Les meubles aux tiroirs excentriques traversent la pièce, il flippe à temps: "5000 when light" en plein dedans. Un oeil sur le score,un sur le café qui fuit et les autres dans le vide poche tout proche.. Les yeux dans la poche revolver..

L'éclair de la balle d'acier lui arrache une écharde de voix. Attention au tilt. Calme petit, calme toi, faut en sortir pense, remember! T'étais tout mioche,tout moche, too much...  L'école, les copains en blouse grise, les lezards sur les pierres brûlantes, les gros godillots sur les chevilles frêles. Les cerises vertes que tu bouffais par faim et les merdes ignobles que tu chiais, constellées de noyaux, parce que tu bouffais aussi les noyaux!  Hé con! ..  Normal, disaient tes potes, il s'appelle Olive. Hé Olive! Réponds!.. Tu vas rater ton cauchemar, freine! pas le moment de faire la toupie...

Ta plaque d'immatriculation affiche un 40 de fièvre et tu leur tiens toujours tête, comme quand tu était môme, tous contre toi. T'avais beau bouffer des lézards vivants, tu ne les épatais plus, avec tout ce sang froid qui te coulait de la bouche, leur queue frétillant encore dans ton estomac..

Olive réagit! Merde! .. Ne te réveille pas, il vont encore se moquer de toi, de tes orbites noires et de ta bite blanche que tu exhibais en espérant une reconnaissance.. Tire-toi!  accélère bon Dieu! flippe! cogne!. Y' a que trois boules, t'as même pas eu la loterie. Rouge, plus d'huile, "more fun to complète", t'est fait. Pas de ma faute si t'as du goudron liquide dans la tronche! Y a longtemps t'aurais gardé les moutons ou ramassé les caddies sur les parking de supermarché.. Mais aujourd'hui y a pas de place pour tézigue. 

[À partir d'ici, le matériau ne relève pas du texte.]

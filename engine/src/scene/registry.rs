//! Registry of live scene objects
//!
//! The registry holds entity handles only; the `SceneObject` data stays in
//! the world. Handles whose entity was despawned, or that lost their
//! `SceneObject` component, are skipped when the registry is read.

use crate::core::entity::{Entity, SceneObject, World};
use tracing::debug;

/// Set of scene objects taking part in layering
#[derive(Debug, Clone, Default)]
pub struct SceneObjectRegistry {
    entities: Vec<Entity>,
}

impl SceneObjectRegistry {
    /// Create an empty registry
    pub fn new() -> Self {
        Self::default()
    }

    /// Register an entity
    ///
    /// Returns `false` if it was already registered.
    pub fn register(&mut self, entity: Entity) -> bool {
        if self.contains(entity) {
            return false;
        }

        self.entities.push(entity);
        debug!(entity = ?entity, count = self.entities.len(), "Registered scene object");
        true
    }

    /// Unregister an entity
    ///
    /// Returns `false` if it was not registered.
    pub fn unregister(&mut self, entity: Entity) -> bool {
        match self.entities.iter().position(|e| *e == entity) {
            Some(index) => {
                self.entities.remove(index);
                debug!(entity = ?entity, count = self.entities.len(), "Unregistered scene object");
                true
            }
            None => false,
        }
    }

    pub fn contains(&self, entity: Entity) -> bool {
        self.entities.contains(&entity)
    }

    pub fn len(&self) -> usize {
        self.entities.len()
    }

    pub fn is_empty(&self) -> bool {
        self.entities.is_empty()
    }

    /// Snapshot of every registered object still present in the world
    pub fn objects<'a>(
        &'a self,
        world: &'a World,
    ) -> impl Iterator<Item = (Entity, SceneObject)> + 'a {
        self.entities.iter().filter_map(move |&entity| {
            world
                .get::<SceneObject>(entity)
                .ok()
                .map(|object| (entity, *object))
        })
    }
}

Surtout que t'étais vaillant, ouais, je dis t'étais, parce que là, t'es entrain de crever sur ton lit d'hôpital. T'as tout mélangé, la bagnole, le flipper, les caddies et les caissières que tu désirais dans les chiottes pour les avoir en rève, les doigts en anneaux, les yeux exorbités..

Puis un jour, t'as voulu la toucher, lui dire que tu l'aimais, et ça à pétè.. Elle s'est moquée, t'as eu peur, t'as sorti ton sexe ou ton couteau et tu lui a planté dans le ventre, puis t'as découpé la nuit au volant du flipper avant de te ruiner contre une balustrade de désespoir.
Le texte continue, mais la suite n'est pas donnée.